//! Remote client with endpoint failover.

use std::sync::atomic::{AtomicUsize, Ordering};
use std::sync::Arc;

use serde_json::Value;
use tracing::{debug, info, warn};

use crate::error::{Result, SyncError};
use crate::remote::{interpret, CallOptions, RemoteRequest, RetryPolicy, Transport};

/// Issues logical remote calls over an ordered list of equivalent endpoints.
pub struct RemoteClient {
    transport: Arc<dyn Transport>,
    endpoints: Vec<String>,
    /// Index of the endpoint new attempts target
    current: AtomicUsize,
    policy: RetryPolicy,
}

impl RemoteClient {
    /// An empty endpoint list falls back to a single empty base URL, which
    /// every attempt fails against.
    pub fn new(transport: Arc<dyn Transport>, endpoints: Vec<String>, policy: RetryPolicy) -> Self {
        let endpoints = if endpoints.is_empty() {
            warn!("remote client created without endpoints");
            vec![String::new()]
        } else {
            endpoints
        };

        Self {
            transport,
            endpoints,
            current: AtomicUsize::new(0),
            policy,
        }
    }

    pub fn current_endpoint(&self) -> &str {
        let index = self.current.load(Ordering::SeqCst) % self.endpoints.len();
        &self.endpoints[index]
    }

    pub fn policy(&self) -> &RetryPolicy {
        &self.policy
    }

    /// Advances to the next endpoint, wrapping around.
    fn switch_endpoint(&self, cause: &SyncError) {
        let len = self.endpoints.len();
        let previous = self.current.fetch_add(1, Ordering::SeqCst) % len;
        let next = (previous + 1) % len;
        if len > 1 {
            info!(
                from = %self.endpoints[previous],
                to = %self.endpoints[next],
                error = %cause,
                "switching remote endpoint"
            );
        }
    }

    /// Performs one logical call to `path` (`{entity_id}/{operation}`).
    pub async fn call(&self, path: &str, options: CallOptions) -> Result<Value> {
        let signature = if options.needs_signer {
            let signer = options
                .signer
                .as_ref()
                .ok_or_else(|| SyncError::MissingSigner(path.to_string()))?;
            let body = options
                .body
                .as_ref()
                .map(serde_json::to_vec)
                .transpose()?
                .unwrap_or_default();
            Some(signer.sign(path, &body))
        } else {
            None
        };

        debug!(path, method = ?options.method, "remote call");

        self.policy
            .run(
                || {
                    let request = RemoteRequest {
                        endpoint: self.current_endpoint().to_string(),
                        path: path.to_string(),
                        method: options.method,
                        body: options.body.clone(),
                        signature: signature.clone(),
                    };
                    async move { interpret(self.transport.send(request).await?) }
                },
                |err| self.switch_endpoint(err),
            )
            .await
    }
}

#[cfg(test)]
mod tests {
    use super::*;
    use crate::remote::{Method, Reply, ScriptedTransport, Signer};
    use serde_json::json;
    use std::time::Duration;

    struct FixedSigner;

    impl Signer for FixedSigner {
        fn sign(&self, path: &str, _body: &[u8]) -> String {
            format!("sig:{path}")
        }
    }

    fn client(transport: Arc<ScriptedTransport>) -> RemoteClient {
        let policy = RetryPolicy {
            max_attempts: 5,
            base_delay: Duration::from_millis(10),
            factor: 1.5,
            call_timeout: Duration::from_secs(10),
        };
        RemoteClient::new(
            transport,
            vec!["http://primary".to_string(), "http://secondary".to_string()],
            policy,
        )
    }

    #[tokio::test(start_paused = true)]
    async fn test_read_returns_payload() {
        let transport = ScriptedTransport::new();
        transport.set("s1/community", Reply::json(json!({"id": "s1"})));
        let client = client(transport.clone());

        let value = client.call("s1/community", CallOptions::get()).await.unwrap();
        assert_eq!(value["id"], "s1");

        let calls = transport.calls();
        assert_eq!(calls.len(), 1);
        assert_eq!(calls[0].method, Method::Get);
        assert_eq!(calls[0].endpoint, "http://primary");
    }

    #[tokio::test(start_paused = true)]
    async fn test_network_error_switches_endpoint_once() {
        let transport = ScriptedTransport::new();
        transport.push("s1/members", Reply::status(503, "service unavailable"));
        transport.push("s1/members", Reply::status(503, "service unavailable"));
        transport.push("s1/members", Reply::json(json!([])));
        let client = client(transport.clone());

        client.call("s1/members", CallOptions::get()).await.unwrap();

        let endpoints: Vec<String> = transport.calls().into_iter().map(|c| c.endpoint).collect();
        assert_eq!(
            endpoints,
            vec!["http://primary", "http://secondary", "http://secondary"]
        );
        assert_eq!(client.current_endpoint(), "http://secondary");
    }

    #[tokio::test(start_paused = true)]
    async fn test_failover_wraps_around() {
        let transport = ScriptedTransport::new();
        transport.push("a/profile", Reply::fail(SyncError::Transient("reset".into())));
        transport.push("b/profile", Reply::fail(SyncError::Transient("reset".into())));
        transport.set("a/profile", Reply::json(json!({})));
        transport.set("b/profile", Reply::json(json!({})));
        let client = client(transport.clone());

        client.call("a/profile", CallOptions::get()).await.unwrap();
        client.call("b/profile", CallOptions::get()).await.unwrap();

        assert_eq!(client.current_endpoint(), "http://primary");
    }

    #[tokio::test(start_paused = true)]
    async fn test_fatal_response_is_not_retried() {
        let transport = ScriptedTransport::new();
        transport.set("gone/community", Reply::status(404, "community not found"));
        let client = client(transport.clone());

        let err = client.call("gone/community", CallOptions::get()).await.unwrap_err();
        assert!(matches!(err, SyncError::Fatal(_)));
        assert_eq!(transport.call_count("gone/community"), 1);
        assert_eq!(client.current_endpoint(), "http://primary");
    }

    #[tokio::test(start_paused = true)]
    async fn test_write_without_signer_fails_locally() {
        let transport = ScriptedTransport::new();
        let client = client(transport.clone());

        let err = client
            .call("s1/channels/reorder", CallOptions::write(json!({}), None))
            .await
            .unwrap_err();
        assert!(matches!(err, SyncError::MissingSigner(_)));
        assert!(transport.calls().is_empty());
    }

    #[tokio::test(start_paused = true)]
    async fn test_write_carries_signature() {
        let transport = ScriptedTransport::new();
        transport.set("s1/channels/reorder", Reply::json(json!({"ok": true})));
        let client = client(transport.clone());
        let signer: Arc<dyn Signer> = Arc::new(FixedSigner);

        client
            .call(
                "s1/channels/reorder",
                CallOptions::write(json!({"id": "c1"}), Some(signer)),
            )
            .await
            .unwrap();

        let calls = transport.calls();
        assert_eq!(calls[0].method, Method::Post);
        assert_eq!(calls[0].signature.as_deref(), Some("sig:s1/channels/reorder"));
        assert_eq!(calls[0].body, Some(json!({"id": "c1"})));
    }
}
=-=-=
Down to the last line, reproduce the entries above precisely.

//! Remote client with endpoint failover.

use std::sync::atomic::{AtomicUsize, Ordering};
use std::sync::Arc;

use serde_json::Value;
use tracing::{debug, info, warn};

use crate::error::{Result, SyncError};
use crate::remote::{interpret, CallOptions, RemoteRequest, RetryPolicy, Transport};

/// Issues logical remote calls over an ordered list of equivalent endpoints.
pub struct RemoteClient {
    transport: Arc<dyn Transport>,
    endpoints: Vec<String>,
    /// Index of the endpoint new attempts target
    current: AtomicUsize,
    policy: RetryPolicy,
}

impl RemoteClient {
    /// An empty endpoint list falls back to a single empty base URL, which
    /// every attempt fails against.
    pub fn new(transport: Arc<dyn Transport>, endpoints: Vec<String>, policy: RetryPolicy) -> Self {
        let endpoints = if endpoints.is_empty() {
            warn!("remote client created without endpoints");
            vec![String::new()]
        } else {
            endpoints
        };

        Self {
            transport,
            endpoints,
            current: AtomicUsize::new(0),
            policy,
        }
    }

    pub fn current_endpoint(&self) -> &str {
        let index = self.current.load(Ordering::SeqCst) % self.endpoints.len();
        &self.endpoints[index]
    }

    pub fn policy(&self) -> &RetryPolicy {
        &self.policy
    }

    /// Advances to the next endpoint, wrapping around.
    fn switch_endpoint(&self, cause: &SyncError) {
        let len = self.endpoints.len();
        let previous = self.current.fetch_add(1, Ordering::SeqCst) % len;
        let next = (previous + 1) % len;
        if len > 1 {
            info!(
                from = %self.endpoints[previous],
                to = %self.endpoints[next],
                error = %cause,
                "switching remote endpoint"
            );
        }
    }

    /// Performs one logical call to `path` (`{entity_id}/{operation}`).
    pub async fn call(&self, path: &str, options: CallOptions) -> Result<Value> {
        let signature = if options.needs_signer {
            let signer = options
                .signer
                .as_ref()
                .ok_or_else(|| SyncError::MissingSigner(path.to_string()))?;
            let body = options
                .body
                .as_ref()
                .map(serde_json::to_vec)
                .transpose()?
                .unwrap_or_default();
            Some(signer.sign(path, &body))
        } else {
            None
        };

        debug!(path, method = ?options.method, "remote call");

        self.policy
            .run(
                || {
                    let request = RemoteRequest {
                        endpoint: self.current_endpoint().to_string(),
                        path: path.to_string(),
                        method: options.method,
                        body: options.body.clone(),
                        signature: signature.clone(),
                    };
                    async move { interpret(self.transport.send(request).await?) }
                },
                |err| self.switch_endpoint(err),
            )
            .await
    }
}

#[cfg(test)]
mod tests {
    use super::*;
    use crate::remote::{Method, Reply, ScriptedTransport, Signer};
    use serde_json::json;
    use std::time::Duration;

    struct FixedSigner;

    impl Signer for FixedSigner {
        fn sign(&self, path: &str, _body: &[u8]) -> String {
            format!("sig:{path}")
        }
    }

    fn client(transport: Arc<ScriptedTransport>) -> RemoteClient {
        let policy = RetryPolicy {
            max_attempts: 5,
            base_delay: Duration::from_millis(10),
            factor: 1.5,
            call_timeout: Duration::from_secs(10),
        };
        RemoteClient::new(
            transport,
            vec!["http://primary".to_string(), "http://secondary".to_string()],
            policy,
        )
    }

    #[tokio::test(start_paused = true)]
    async fn test_read_returns_payload() {
        let transport = ScriptedTransport::new();
        transport.set("s1/community", Reply::json(json!({"id": "s1"})));
        let client = client(transport.clone());

        let value = client.call("s1/community", CallOptions::get()).await.unwrap();
        assert_eq!(value["id"], "s1");

        let calls = transport.calls();
        assert_eq!(calls.len(), 1);
        assert_eq!(calls[0].method, Method::Get);
        assert_eq!(calls[0].endpoint, "http://primary");
    }

    #[tokio::test(start_paused = true)]
    async fn test_network_error_switches_endpoint_once() {
        let transport = ScriptedTransport::new();
        transport.push("s1/members", Reply::status(503, "service unavailable"));
        transport.push("s1/members", Reply::status(503, "service unavailable"));
        transport.push("s1/members", Reply::json(json!([])));
        let client = client(transport.clone());

        client.call("s1/members", CallOptions::get()).await.unwrap();

        let endpoints: Vec<String> = transport.calls().into_iter().map(|c| c.endpoint).collect();
        assert_eq!(
            endpoints,
            vec!["http://primary", "http://secondary", "http://secondary"]
        );
        assert_eq!(client.current_endpoint(), "http://secondary");
    }

    #[tokio::test(start_paused = true)]
    async fn test_failover_wraps_around() {
        let transport = ScriptedTransport::new();
        transport.push("a/profile", Reply::fail(SyncError::Transient("reset".into())));
        transport.push("b/profile", Reply::fail(SyncError::Transient("reset".into())));
        transport.set("a/profile", Reply::json(json!({})));
        transport.set("b/profile", Reply::json(json!({})));
        let client = client(transport.clone());

        client.call("a/profile", CallOptions::get()).await.unwrap();
        client.call("b/profile", CallOptions::get()).await.unwrap();

        assert_eq!(client.current_endpoint(), "http://primary");
    }

    #[tokio::test(start_paused = true)]
    async fn test_fatal_response_is_not_retried() {
        let transport = ScriptedTransport::new();
        transport.set("gone/community", Reply::status(404, "community not found"));
        let client = client(transport.clone());

        let err = client.call("gone/community", CallOptions::get()).await.unwrap_err();
        assert!(matches!(err, SyncError::Fatal(_)));
        assert_eq!(transport.call_count("gone/community"), 1);
        assert_eq!(client.current_endpoint(), "http://primary");
    }

    #[tokio::test(start_paused = true)]
    async fn test_write_without_signer_fails_locally() {
        let transport = ScriptedTransport::new();
        let client = client(transport.clone());

        let err = client
            .call("s1/channels/reorder", CallOptions::write(json!({}), None))
            .await
            .unwrap_err();
        assert!(matches!(err, SyncError::MissingSigner(_)));
        assert!(transport.calls().is_empty());
    }

    #[tokio::test(start_paused = true)]
    async fn test_write_carries_signature() {
        let transport = ScriptedTransport::new();
        transport.set("s1/channels/reorder", Reply::json(json!({"ok": true})));
        let client = client(transport.clone());
        let signer: Arc<dyn Signer> = Arc::new(FixedSigner);

        client
            .call(
                "s1/channels/reorder",
                CallOptions::write(json!({"id": "c1"}), Some(signer)),
            )
            .await
            .unwrap();

        let calls = transport.calls();
        assert_eq!(calls[0].method, Method::Post);
        assert_eq!(calls[0].signature.as_deref(), Some("sig:s1/channels/reorder"));
        assert_eq!(calls[0].body, Some(json!({"id": "c1"})));
    }
}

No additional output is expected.